Catalogue relating to an exhibition, 1969
Published by: State University of New York at Stony Brook
Year published: 1969
Unpaginated.
Catalogue for an exhibition that was a collaboration between Frank Bowling, and the Art Department/Art Gallery of State University of New York at Stony Brook, and the Art and Archaeology Department/Art Museum of Princeton University. The exhibition traveled to these two university galleries. The title of this exhibition, 5+1 referred to the backgrounds and identities of the six artists in this exhibition. That is, five African-American artists and one Caribbean-born artist, the exhibition’s curator, Frank Bowling. The exhibition’s artists were Melvin Edwards (b. Houston, Texas, 1937), Al Loving (b. Detroit, Michigan, 1935), Jack Whitten, (b. Bessema, Alabama, 1939), Daniel Johnson/LaRue Johnson, (b. Los Angeles, California, 1938), William T. Williams (b. North Carolina, 1942), and Frank Bowling, (b. Bartica, Essequibo, Guyana, 1936). At the time of 5+1, all of these artists were in their 30s or late 20s, and had, to varying degrees and in different ways, embraced abstraction within their practice.

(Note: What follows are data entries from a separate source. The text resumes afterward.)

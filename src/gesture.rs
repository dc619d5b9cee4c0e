// ============================================================================
// GESTURE CONTROLLER — pointer/touch state machine over the layer store
// ============================================================================
//
// Events carry screen-space contact positions. The controller converts them
// to canvas space with the store's current view transform, runs snapping and
// writes the outcome back into the store. The store is passed in per event;
// the controller never keeps a reference to it between events.

use crate::canvas::{LAYER_SCALE_MAX, LAYER_SCALE_MIN, LayerId, LayerPatch, SnapFeedback};
use crate::geometry::{Point, ViewportSize};
use crate::snap::{SNAP_THRESHOLD, SnapLine, try_snap_position, try_snap_scale};
use crate::store::LayerStore;

/// Wheel delta → zoom delta factor.
pub const WHEEL_SENSITIVITY: f64 = 0.001;

/// Pinch distances below this are treated as a single point.
const MIN_PINCH_DISTANCE: f64 = 1e-6;

/// What the first contact of a gesture landed on. Decided by the caller
/// (typically via [`LayerStore::layer_at`]).
#[derive(Clone, Copy, Debug, PartialEq, Eq)]
pub enum HitTarget {
    Layer(LayerId),
    Background,
}

#[derive(Clone, Copy, Debug, PartialEq)]
pub enum GestureState {
    Idle,
    DraggingLayer {
        layer: LayerId,
        pointer_start: Point,
        layer_start: Point,
    },
    PanningView {
        /// Pointer start minus the translate at gesture start.
        anchor: Point,
    },
    ZoomingView {
        start_distance: f64,
        start_zoom: f64,
    },
    ZoomingLayer {
        layer: LayerId,
        start_distance: f64,
        start_scale: f64,
        start_origin: Point,
        /// Pinch centroid in canvas space at gesture start.
        start_center: Point,
    },
}

impl GestureState {
    pub fn name(&self) -> &'static str {
        match self {
            GestureState::Idle => "idle",
            GestureState::DraggingLayer { .. } => "dragging-layer",
            GestureState::PanningView { .. } => "panning-view",
            GestureState::ZoomingView { .. } => "zooming-view",
            GestureState::ZoomingLayer { .. } => "zooming-layer",
        }
    }
}

#[derive(Clone, Copy, Debug, PartialEq)]
pub struct GestureConfig {
    /// Position snap capture distance, canvas pixels.
    pub snap_threshold: f64,
    /// Scale snap tolerance on the moving edge, canvas pixels.
    pub scale_snap_tolerance: f64,
    pub wheel_sensitivity: f64,
}

impl Default for GestureConfig {
    fn default() -> Self {
        Self {
            snap_threshold: SNAP_THRESHOLD,
            scale_snap_tolerance: SNAP_THRESHOLD,
            wheel_sensitivity: WHEEL_SENSITIVITY,
        }
    }
}

/// Input event in screen coordinates.
#[derive(Clone, Debug, PartialEq)]
pub enum GestureEvent {
    /// New contacts went down; `contacts` lists every active contact.
    PointerDown { contacts: Vec<Point>, target: HitTarget },
    PointerMove { contacts: Vec<Point> },
    /// A contact was lifted; `remaining` contacts stay down.
    PointerUp { remaining: usize },
    Wheel { delta_y: f64 },
}

#[derive(Debug)]
pub struct GestureController {
    state: GestureState,
    viewport: ViewportSize,
    config: GestureConfig,
    feedback: SnapFeedback,
}

impl GestureController {
    pub fn new(viewport: ViewportSize) -> Self {
        Self::with_config(viewport, GestureConfig::default())
    }

    pub fn with_config(viewport: ViewportSize, config: GestureConfig) -> Self {
        Self {
            state: GestureState::Idle,
            viewport,
            config,
            feedback: SnapFeedback::default(),
        }
    }

    pub fn state(&self) -> GestureState {
        self.state
    }

    pub fn snap_feedback(&self) -> SnapFeedback {
        self.feedback
    }

    pub fn viewport(&self) -> ViewportSize {
        self.viewport
    }

    /// Call on window resize.
    pub fn set_viewport(&mut self, viewport: ViewportSize) {
        self.viewport = viewport;
    }

    pub fn config(&self) -> &GestureConfig {
        &self.config
    }

    pub fn handle(&mut self, store: &mut LayerStore, event: GestureEvent) {
        match event {
            GestureEvent::PointerDown { contacts, target } => self.pointer_down(store, &contacts, target),
            GestureEvent::PointerMove { contacts } => self.pointer_move(store, &contacts),
            GestureEvent::PointerUp { remaining } => self.pointer_up(remaining),
            GestureEvent::Wheel { delta_y } => self.wheel(store, delta_y),
        }
    }

    pub fn pointer_down(&mut self, store: &mut LayerStore, contacts: &[Point], target: HitTarget) {
        match contacts {
            [] => {}
            [p] => self.start_single(store, *p, target),
            [a, b, ..] => self.start_pinch(store, *a, *b, target),
        }
    }

    fn start_single(&mut self, store: &mut LayerStore, p: Point, target: HitTarget) {
        self.feedback = SnapFeedback::default();
        match target {
            HitTarget::Layer(id) => {
                let Some(layer) = store.layer(id) else {
                    self.state = GestureState::Idle;
                    return;
                };
                let layer_start = layer.origin();
                store.set_active(Some(id));
                self.state = GestureState::DraggingLayer { layer: id, pointer_start: p, layer_start };
            }
            HitTarget::Background => {
                store.set_active(None);
                self.state = GestureState::PanningView { anchor: p - store.view().translate };
            }
        }
    }

    fn start_pinch(&mut self, store: &mut LayerStore, a: Point, b: Point, target: HitTarget) {
        self.feedback = SnapFeedback::default();
        let start_distance = a.distance(b);
        if start_distance < MIN_PINCH_DISTANCE {
            // Coincident fingers give no usable ratio; drop whatever ran before.
            self.state = GestureState::Idle;
            return;
        }

        // A second finger joining a layer drag keeps that layer as the target.
        let layer = match (target, self.state) {
            (HitTarget::Layer(id), _) => Some(id),
            (HitTarget::Background, GestureState::DraggingLayer { layer, .. }) => Some(layer),
            _ => None,
        };

        let transform = store.view_transform(self.viewport);
        self.state = match layer.and_then(|id| store.layer(id)) {
            Some(l) => GestureState::ZoomingLayer {
                layer: l.id,
                start_distance,
                start_scale: l.scale,
                start_origin: l.origin(),
                start_center: transform.screen_to_canvas(a.midpoint(b)),
            },
            None => GestureState::ZoomingView { start_distance, start_zoom: store.view().zoom },
        };
        if let GestureState::ZoomingLayer { layer, .. } = self.state {
            store.set_active(Some(layer));
        }
    }

    pub fn pointer_move(&mut self, store: &mut LayerStore, contacts: &[Point]) {
        match self.state {
            GestureState::Idle => {}
            GestureState::DraggingLayer { layer, pointer_start, layer_start } => {
                let Some(&p) = contacts.first() else { return };
                self.drag_layer(store, layer, p - pointer_start, layer_start);
            }
            GestureState::PanningView { anchor } => {
                let Some(&p) = contacts.first() else { return };
                store.set_translate(p - anchor);
            }
            GestureState::ZoomingView { start_distance, start_zoom } => {
                let [a, b, ..] = contacts else { return };
                store.set_zoom(start_zoom * (a.distance(*b) / start_distance));
            }
            GestureState::ZoomingLayer { layer, start_distance, start_scale, start_origin, start_center } => {
                let [a, b, ..] = contacts else { return };
                let scale = (start_scale * (a.distance(*b) / start_distance)).clamp(LAYER_SCALE_MIN, LAYER_SCALE_MAX);
                let center = store.view_transform(self.viewport).screen_to_canvas(a.midpoint(*b));
                // Keep the image point under the pinch centroid under it.
                let origin = center - (start_center - start_origin) * (scale / start_scale);
                if store.layer(layer).is_none() {
                    self.state = GestureState::Idle;
                    return;
                }
                store.update_layer(
                    layer,
                    LayerPatch { x: Some(origin.x), y: Some(origin.y), scale: Some(scale), z_index: None },
                );
            }
        }
    }

    fn drag_layer(&mut self, store: &mut LayerStore, id: LayerId, screen_delta: Point, layer_start: Point) {
        let Some(layer) = store.layer(id) else {
            self.state = GestureState::Idle;
            self.feedback = SnapFeedback::default();
            return;
        };
        let delta = store.view_transform(self.viewport).screen_delta_to_canvas(screen_delta);
        let candidate = layer_start + delta;
        let snap = try_snap_position(
            layer.width(),
            layer.height(),
            candidate.x,
            candidate.y,
            &store.snap_targets(),
            self.config.snap_threshold,
        );
        self.feedback = SnapFeedback { x: snap.line_x, y: snap.line_y };
        store.update_layer(id, LayerPatch::position(snap.x, snap.y));
    }

    /// Lifting the last contact always ends the gesture.
    pub fn pointer_up(&mut self, remaining: usize) {
        if remaining == 0 {
            self.state = GestureState::Idle;
            self.feedback = SnapFeedback::default();
        }
    }

    /// Wheel zoom; works in any state and needs no modifier.
    pub fn wheel(&mut self, store: &mut LayerStore, delta_y: f64) {
        if !delta_y.is_finite() {
            return;
        }
        let zoom = store.view().zoom + delta_y * -self.config.wheel_sensitivity;
        store.set_zoom(zoom);
    }

    /// Slider-style direct scale for one layer, with scale snapping. Returns
    /// the scale actually applied.
    pub fn scale_layer(&mut self, store: &mut LayerStore, id: LayerId, scale: f64) -> Option<f64> {
        if scale.is_nan() {
            return None;
        }
        let layer = store.layer(id)?;
        let candidate = scale.clamp(LAYER_SCALE_MIN, LAYER_SCALE_MAX);
        let snap = try_snap_scale(layer, candidate, &store.snap_targets(), self.config.scale_snap_tolerance);
        self.feedback = match snap.line {
            Some(SnapLine::Vertical(x)) => SnapFeedback { x: Some(x), y: None },
            Some(SnapLine::Horizontal(y)) => SnapFeedback { x: None, y: Some(y) },
            None => SnapFeedback::default(),
        };
        store.update_layer(id, LayerPatch::scale(snap.scale));
        Some(snap.scale)
    }

    /// Drop slider feedback once the slider is released.
    pub fn end_scale(&mut self) {
        if self.state == GestureState::Idle {
            self.feedback = SnapFeedback::default();
        }
    }
}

The exhibition took place at a time in which notions relating to ‘Black Art’. ‘black art’, ‘Black art’, and its perceived or required practitioners were hotly and widely debated. In this sense, 5+1 represented a polemical and provocative intervention into the then ongoing debates. The Introduction, by Lawrence Alloway, Professor, Department of Art, S.U.N.Y. at Stony Brook, and Sam Hunter, Professor, Department of Art and Archaeology, Princeton University, gave sense of the breadth and depth of the exhibition’s impulses:
“The way in which this exhibition came about should be recorded, as it is the only way to express our gratitude to its organizer, Frank Bowling. Frank Bowling was uniquely able to surmount the divisive cultural problems involved. Mr Bowling is a Black artist living in the United States, but not of American birth; the other five artists are American by birth and, like him, now live in New York City. (In this respect all six artists are like most artists in New York, out-of-towners by birth). Mr Bowling’s position as part of the Black community is complemented, as a result of his different background, by the knowledge of detachment as well as participation. He is the only artist at present in a position to act as a critic, a man able to speak to two different groups - the artists and their audience (an audience that is still mostly White).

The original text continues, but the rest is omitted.